At the Louvre, the Olympics are more French than you might think

After the Olympic flame makes its way from Athens, Greece, to Paris, via a handful of French overseas territories, it will be installed in the Tuileries Garden just beyond the Louvre, whose grounds will also be part of the marathon route this summer

Emily LaBarge Paris Published 28.04.24, 12:51 PM
Representational picture

Representational picture File picture

“The flame is coming home,” the director of the Paris Olympics, Tony Estanguet, told a crowd of reporters and critics gathered in the Louvre’s interior sculpture garden Tuesday.
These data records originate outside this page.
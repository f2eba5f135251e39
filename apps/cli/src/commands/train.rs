//! Training command implementation.

use crate::commands::types::TrainArgs;
use crate::commands::{print_outcome, AppContext};
use crate::trainer::CommandTrainer;
use anyhow::{Context, Result};
use colored::Colorize;
use experiments_cache::{Orchestrator, StdoutProgressSink, TrainRequest, TrainingParams};

pub async fn execute(args: TrainArgs, ctx: &AppContext) -> Result<()> {
    let params = TrainingParams {
        epochs: args.epochs,
        batch_size: args.batch_size,
        learning_rate: args.learning_rate,
        warmup_steps: args.warmup_steps,
        save_steps: args.save_steps,
        logging_steps: args.logging_steps,
        eval_steps: args.eval_steps,
        max_length: args.max_length,
        gradient_accumulation_steps: args.gradient_accumulation_steps,
        fp16: args.fp16,
        seed: args.seed,
    };
    let request = TrainRequest::new(args.model_name, args.train_data, args.val_data, args.output_dir)
        .with_params(params)
        .forced(args.force);

    println!();
    println!("{}", "Training Configuration".bold().cyan());
    println!("  Model: {}", request.model_name.cyan());
    println!("  Train data: {}", request.train_data.display().to_string().dimmed());
    println!("  Val data: {}", request.val_data.display().to_string().dimmed());
    println!("  Output: {}", request.output_dir.display().to_string().dimmed());
    println!(
        "  Epochs: {}  Batch size: {}  Learning rate: {}",
        request.params.epochs, request.params.batch_size, request.params.learning_rate
    );
    println!();

    let trainer = CommandTrainer::from_settings(&ctx.settings.training);
    let outcome = Orchestrator::new(&ctx.store, &StdoutProgressSink)
        .train(&request, &trainer)
        .await
        .with_context(|| format!("Training {} failed", request.model_name))?;

    println!();
    print_outcome("Fine-tuned model", &outcome, &request.output_dir);
    println!();
    Ok(())
}
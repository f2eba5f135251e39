//! Command implementations for the Model Experiments CLI.

pub mod dataset;
pub mod experiment;
pub mod model;
pub mod train;
pub mod types;

use colored::Colorize;
use experiments_cache::{MetadataStore, Outcome, Settings};
use std::path::Path;

/// Settings and the sidecar store shared by every command.
pub struct AppContext {
    pub settings: Settings,
    pub store: MetadataStore,
}

impl AppContext {
    pub fn new(settings: Settings) -> Self {
        let store = settings.metadata_store();
        Self { settings, store }
    }
}

/// One-line report of what a cached step did.
pub fn print_outcome(label: &str, outcome: &Outcome, dir: &Path) {
    match outcome {
        Outcome::Cached(metadata) => {
            println!("  {} {} cache hit: {}", "✓".green(), label, metadata.summary().cyan());
        }
        Outcome::Produced { miss, .. } => {
            println!("  {} {} ready {}", "✓".green(), label, format!("(cache miss: {miss})").dimmed());
        }
    }
    println!("    {}", dir.display().to_string().dimmed());
}
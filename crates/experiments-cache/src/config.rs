//! Settings file support.
//!
//! Settings are read from TOML and layered: global
//! (`~/.model-experiments/config.toml`), then local (`./.model-experiments.toml`),
//! then an explicitly named file. Later layers override earlier ones field by
//! field.

use crate::error::{CacheError, CacheResult};
use crate::layout::DEFAULT_METADATA_FILE;
use crate::store::MetadataStore;
use serde::{Deserialize, Serialize};
use std::path::{Path, PathBuf};

pub const LOCAL_CONFIG_FILE: &str = ".model-experiments.toml";

#[derive(Debug, Clone, Default, PartialEq, Serialize, Deserialize)]
#[serde(default)]
pub struct Settings {
    pub log_level: Option<String>,
    /// Sidecar file name used in every artifact directory.
    pub metadata_file: Option<String>,
    /// Default download cache for hub fetches.
    pub cache_dir: Option<PathBuf>,
    pub hub: HubSettings,
    pub training: TrainingSettings,
}

#[derive(Debug, Clone, PartialEq, Serialize, Deserialize)]
#[serde(default)]
pub struct HubSettings {
    pub endpoint: String,
    pub datasets_endpoint: String,
    /// Environment variable holding the access token.
    pub token_env: String,
}

impl Default for HubSettings {
    fn default() -> Self {
        Self {
            endpoint: "https://huggingface.co".to_string(),
            datasets_endpoint: "https://datasets-server.huggingface.co".to_string(),
            token_env: "HF_TOKEN".to_string(),
        }
    }
}

/// External program that performs the fine-tuning run.
#[derive(Debug, Clone, PartialEq, Serialize, Deserialize)]
#[serde(default)]
pub struct TrainingSettings {
    pub program: String,
    /// Arguments placed before the generated `--flag value` pairs.
    pub args: Vec<String>,
}

impl Default for TrainingSettings {
    fn default() -> Self {
        Self {
            program: "python".to_string(),
            args: vec!["-m".to_string(), "model_experiments.train_worker".to_string()],
        }
    }
}

impl Settings {
    pub fn load_from_file(path: &Path) -> CacheResult<Self> {
        let content = std::fs::read_to_string(path)
            .map_err(|e| CacheError::Config(format!("{}: {}", path.display(), e)))?;
        toml::from_str(&content).map_err(|e| CacheError::Config(format!("{}: {}", path.display(), e)))
    }

    #[must_use]
    pub fn default_global_path() -> Option<PathBuf> {
        dirs::home_dir().map(|home| home.join(".model-experiments").join("config.toml"))
    }

    /// Load global and local settings, then `explicit` if given.
    ///
    /// Missing global/local files are skipped; a missing or invalid explicit
    /// file is an error, as is an invalid global/local file.
    pub fn discover(explicit: Option<&Path>) -> CacheResult<Self> {
        let mut settings = Self::default();

        let implicit = [Self::default_global_path(), Some(PathBuf::from(LOCAL_CONFIG_FILE))];
        for path in implicit.into_iter().flatten() {
            if path.is_file() {
                settings.merge(Self::load_from_file(&path)?);
            }
        }

        if let Some(path) = explicit {
            settings.merge(Self::load_from_file(path)?);
        }

        Ok(settings)
    }

    /// Overlay `other` onto `self`; values in `other` that differ from the defaults win.
    pub fn merge(&mut self, other: Self) {
        if other.log_level.is_some() {
            self.log_level = other.log_level;
        }
        if other.metadata_file.is_some() {
            self.metadata_file = other.metadata_file;
        }
        if other.cache_dir.is_some() {
            self.cache_dir = other.cache_dir;
        }

        let hub_defaults = HubSettings::default();
        if other.hub.endpoint != hub_defaults.endpoint {
            self.hub.endpoint = other.hub.endpoint;
        }
        if other.hub.datasets_endpoint != hub_defaults.datasets_endpoint {
            self.hub.datasets_endpoint = other.hub.datasets_endpoint;
        }
        if other.hub.token_env != hub_defaults.token_env {
            self.hub.token_env = other.hub.token_env;
        }

        if other.training != TrainingSettings::default() {
            self.training = other.training;
        }
    }

    #[must_use]
    pub fn metadata_store(&self) -> MetadataStore {
        MetadataStore::new(self.metadata_file.as_deref().unwrap_or(DEFAULT_METADATA_FILE))
    }

    /// Access token for the hub, read from the configured environment variable.
    #[must_use]
    pub fn hub_token(&self) -> Option<String> {
        std::env::var(&self.hub.token_env).ok().filter(|t| !t.trim().is_empty())
    }
}

#[cfg(test)]
mod tests {
    use super::*;
    use tempfile::TempDir;

    #[test]
    fn test_defaults_without_files() {
        let settings = Settings::default();
        assert_eq!(settings.metadata_store().file_name(), DEFAULT_METADATA_FILE);
        assert_eq!(settings.training.program, "python");
    }

    #[test]
    fn test_load_partial_file() {
        let temp = TempDir::new().unwrap();
        let path = temp.path().join("config.toml");
        std::fs::write(
            &path,
            r#"
metadata_file = "meta.json"

[training]
program = "sh"
args = ["-c", "true"]
"#,
        )
        .unwrap();

        let settings = Settings::load_from_file(&path).unwrap();
        assert_eq!(settings.metadata_store().file_name(), "meta.json");
        assert_eq!(settings.training.args, vec!["-c", "true"]);
        assert_eq!(settings.hub, HubSettings::default());
    }

    #[test]
    fn test_merge_overrides_only_set_fields() {
        let mut base = Settings { log_level: Some("debug".to_string()), ..Settings::default() };
        let overlay = Settings {
            cache_dir: Some(PathBuf::from("/tmp/cache")),
            hub: HubSettings { endpoint: "http://localhost:8080".to_string(), ..HubSettings::default() },
            ..Settings::default()
        };

        base.merge(overlay);
        assert_eq!(base.log_level.as_deref(), Some("debug"));
        assert_eq!(base.cache_dir, Some(PathBuf::from("/tmp/cache")));
        assert_eq!(base.hub.endpoint, "http://localhost:8080");
        assert_eq!(base.hub.token_env, "HF_TOKEN");
    }

    #[test]
    fn test_invalid_explicit_file_is_error() {
        let temp = TempDir::new().unwrap();
        let path = temp.path().join("bad.toml");
        std::fs::write(&path, "log_level = [").unwrap();
        assert!(matches!(Settings::discover(Some(&path)), Err(CacheError::Config(_))));
    }
}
The sun streamed through the vaulted glass roof, lighting up a bronze sculpture of a discus thrower installed beneath a lapis blue arch emblazoned with “L’Olympisme” — “Olympism.”

Estanguet, a former Olympic champion, might have been describing the Games’ centennial return to France. After the Olympic flame makes its way from Athens, Greece, to Paris, via a handful of French overseas territories, it will be installed in the Tuileries Garden just beyond the Louvre, whose grounds will also be part of the marathon route this summer. But the museum itself holds a special connection to the birth of the modern Olympics, a relationship that is explored in the exhibition “Olympism: Modern Invention, Ancient Legacy,” running through Sept. 16.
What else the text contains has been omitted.